Bernhard Winkler machte kurz darauf das 2:0. Alles lief nach Plan, Hansi Flick bekam nach einer guten halben Stunde auch noch die rote Karte. Urplötzlich war aber alles wieder offen, und ich war der Schuldige. Nach einem Rempler pfiff der Schiedsrichter Elfmeter. Während ich reflexartig meine Unschuld beteuerte, schaute mich Stefan Kuntz mit bösem Blick an, als wollte er sagen: Was machst du denn jetzt hier hinten für einen Mist? Stefan gab in Köln den Libero für den verletzten Miro Kadlec.

Plötzlich drohte das Spiel zu kippen, die Kölner hatten in den nächsten Minuten einige gute Chancen. Bis zur Halbzeit bekamen wir die Partie jedoch wieder in den Griff. Mit einem beruhigenden 4:1 ging es in die Kabinen. In der zweiten Hälfte gelang mir sogar noch ein Treffer per Flugkopfball, das einzige Kopfballtor in meiner Karriere. Ein Tag, an dem alles gelang!

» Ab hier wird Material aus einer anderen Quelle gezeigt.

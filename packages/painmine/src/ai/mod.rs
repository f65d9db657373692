//! AI clients and call plumbing.

pub mod openai;
pub mod recover;
pub mod retry;

pub use openai::{OpenAiClient, TaskMapping};
pub use recover::{recover_json, slice_array, slice_object};
pub use retry::{with_backoff, Backoff};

Fritz Walter gratuliert persönlich

In den letzten Minuten standen die Massen schon direkt am Spielfeldrand. Nach unserem sechsten Tor stürmten tausende Fans auf einmal den Rasen. Wir schrien unsere eigenen Anhänger an, sie sollten sofort wieder vom Feld herunter. Einen Abbruch wollten wir unter keinen Umständen riskieren. Das Spiel lief ja noch! Als es endlich weitergehen konnte, standen einige Kölner Spieler mit nacktem Oberkörper auf dem Feld...

Kurz darauf war dann endgültig Schluss, und alles ging noch mal von vorne los. Da wurde einem bei aller Freude schon Angst und Bange. Die Menschen rissen uns die Klamotten vom Leib, es müssen mindestens 10.000 gewesen sein, die binnen Sekunden um uns herum waren. Als ich am Spielfeldrand ankam, hatte ich nur noch meine Hose und meine Socken an. Selbst die Schienbeinschoner hatten sie mir von den Beinen gerissen...

Gefeiert wurde auf einem Schiff auf dem Rhein. Erst am frühen Morgen kamen wir in Koblenz an, das Sportstudio wurde von Bord gesendet. In Kaiserslautern bereiteten uns die Massen einen triumphalen Empfang, Fritz Walter gratulierte uns persönlich und strahlte vor Stolz. Ein rauschendes Fest mit hunderttausend Gästen begann. Und ich war mittendrin. In der Menschenmenge, durch die wir fuhren, erkannte ich viele Gesichter. Wir zogen von einer Kneipe in die nächste, die Feier dauerte den ganzen Tag, die ganze Nacht und dann noch einen Tag.

Oft wurde ich später gefragt, wie wir damals die Sensation schaffen konnten. Mir fiel nur immer der Satz von Sepp Herberger ein, der so gut passte. Wir waren damals wirklich die berühmten 11 Freunde. Einen solchen Zusammenhalt innerhalb einer Mannschaft erlebte ich danach nie wieder.

Marco Habers Erinnerungen an das 6:2 in Köln und den dritten Meistertitel des 1. FC Kaiserslautern hat Johannes Ehrmann notiert. Für sein Buch „Wenn der Betze bebt“, das für 19,90 Euro u.a. bei Amazon erhältlich ist, hat der preisgekrönte Autor und leidenschaftliche FCK-Fan 20 Protagonisten der größten Spiele der Roten Teufel interviewt.

15. Juni 1991: 1. FC Köln - 1. FC Kaiserslautern 2:6 (1:4)

Köln: Illgner - Gielchen, Higl, Giske, Greiner, Flick, Ordenewitz, Littbarski, Rudy, Götz, Banach

Kaiserslautern: Ehrmann - Lutz, Friedmann, Schupp, Kuntz, Hoffmann, Dooley, Haber, Kranz, Winkler

Tore: 0:1 Haber (5.), 0:2 Winkler (14.), 1:2 Ordenewitz (32., Foulelfmeter), 1:3 Winkler (43.), 1:4 Dooley (45.), 2:4 Greiner (47.), 2:5 Haber (77.), 2:6 Schupp (90.)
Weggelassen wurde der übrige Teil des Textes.